+++ Extracted information

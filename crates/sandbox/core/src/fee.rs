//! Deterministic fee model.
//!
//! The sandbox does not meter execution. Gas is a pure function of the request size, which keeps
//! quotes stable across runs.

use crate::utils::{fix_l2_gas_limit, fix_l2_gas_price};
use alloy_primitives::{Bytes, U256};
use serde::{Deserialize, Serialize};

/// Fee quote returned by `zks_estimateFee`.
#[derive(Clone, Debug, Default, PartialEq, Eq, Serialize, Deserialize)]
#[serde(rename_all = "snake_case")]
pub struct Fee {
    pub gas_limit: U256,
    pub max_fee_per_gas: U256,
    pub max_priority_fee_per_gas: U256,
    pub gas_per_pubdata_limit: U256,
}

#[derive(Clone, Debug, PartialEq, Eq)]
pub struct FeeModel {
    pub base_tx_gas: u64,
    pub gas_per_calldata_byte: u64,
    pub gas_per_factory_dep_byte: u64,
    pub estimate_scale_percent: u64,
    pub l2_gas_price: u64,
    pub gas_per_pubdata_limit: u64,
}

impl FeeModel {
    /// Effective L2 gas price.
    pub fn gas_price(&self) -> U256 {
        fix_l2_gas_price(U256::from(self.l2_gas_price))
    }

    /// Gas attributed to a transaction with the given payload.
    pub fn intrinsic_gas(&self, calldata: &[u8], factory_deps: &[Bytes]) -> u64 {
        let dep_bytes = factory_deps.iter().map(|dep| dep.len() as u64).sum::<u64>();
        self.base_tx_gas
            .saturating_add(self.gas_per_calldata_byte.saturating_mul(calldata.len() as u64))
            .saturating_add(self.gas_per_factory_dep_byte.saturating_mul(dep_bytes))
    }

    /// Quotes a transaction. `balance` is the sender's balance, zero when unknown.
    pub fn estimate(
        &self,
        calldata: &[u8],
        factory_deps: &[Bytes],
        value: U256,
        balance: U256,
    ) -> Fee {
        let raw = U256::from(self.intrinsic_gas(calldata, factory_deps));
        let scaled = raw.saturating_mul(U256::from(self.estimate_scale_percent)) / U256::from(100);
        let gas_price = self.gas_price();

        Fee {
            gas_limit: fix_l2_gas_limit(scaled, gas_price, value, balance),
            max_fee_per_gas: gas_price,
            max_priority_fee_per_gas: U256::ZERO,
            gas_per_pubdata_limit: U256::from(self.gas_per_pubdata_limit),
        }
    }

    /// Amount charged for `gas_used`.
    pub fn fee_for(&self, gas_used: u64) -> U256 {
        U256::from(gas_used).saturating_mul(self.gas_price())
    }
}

++++++
+++ Extracted information

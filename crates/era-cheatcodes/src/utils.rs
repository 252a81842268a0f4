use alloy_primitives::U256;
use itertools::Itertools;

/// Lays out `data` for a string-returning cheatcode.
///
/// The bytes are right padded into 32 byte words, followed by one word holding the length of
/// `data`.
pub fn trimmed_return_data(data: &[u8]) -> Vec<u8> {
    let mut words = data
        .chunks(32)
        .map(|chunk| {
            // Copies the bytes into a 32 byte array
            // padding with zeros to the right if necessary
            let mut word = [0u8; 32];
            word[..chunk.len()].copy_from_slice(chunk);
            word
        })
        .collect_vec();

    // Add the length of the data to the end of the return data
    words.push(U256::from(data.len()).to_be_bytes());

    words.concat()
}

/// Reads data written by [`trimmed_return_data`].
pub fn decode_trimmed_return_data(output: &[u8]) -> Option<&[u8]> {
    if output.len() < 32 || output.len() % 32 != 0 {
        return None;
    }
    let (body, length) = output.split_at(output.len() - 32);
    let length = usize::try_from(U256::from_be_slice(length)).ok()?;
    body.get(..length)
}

++++++
+++ Extracted information

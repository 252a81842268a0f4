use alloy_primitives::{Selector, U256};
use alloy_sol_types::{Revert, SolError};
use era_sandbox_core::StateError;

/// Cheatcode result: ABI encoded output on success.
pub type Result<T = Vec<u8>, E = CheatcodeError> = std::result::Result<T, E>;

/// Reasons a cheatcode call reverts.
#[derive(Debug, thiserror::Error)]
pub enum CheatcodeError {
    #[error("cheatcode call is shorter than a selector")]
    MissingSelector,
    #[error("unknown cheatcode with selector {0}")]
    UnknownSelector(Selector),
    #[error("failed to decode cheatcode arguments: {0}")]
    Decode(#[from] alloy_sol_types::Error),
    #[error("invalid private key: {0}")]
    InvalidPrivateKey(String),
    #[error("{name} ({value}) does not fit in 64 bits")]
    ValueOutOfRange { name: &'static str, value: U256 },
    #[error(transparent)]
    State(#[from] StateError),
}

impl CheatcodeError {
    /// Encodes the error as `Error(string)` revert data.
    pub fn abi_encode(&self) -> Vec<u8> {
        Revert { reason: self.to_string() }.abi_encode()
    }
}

++++++

[Prompt] Could you write out, exactly as they stand, only the lines above that begin at the line with "stable across runs." and stop after the line with "Eq, Serialize, Deserialize)]"?

[Result of the task]
//! quotes stable across runs.

use crate::utils::{fix_l2_gas_limit, fix_l2_gas_price};
use alloy_primitives::{Bytes, U256};
use serde::{Deserialize, Serialize};

/// Fee quote returned by `zks_estimateFee`.
#[derive(Clone, Debug, Default, PartialEq, Eq, Serialize, Deserialize)]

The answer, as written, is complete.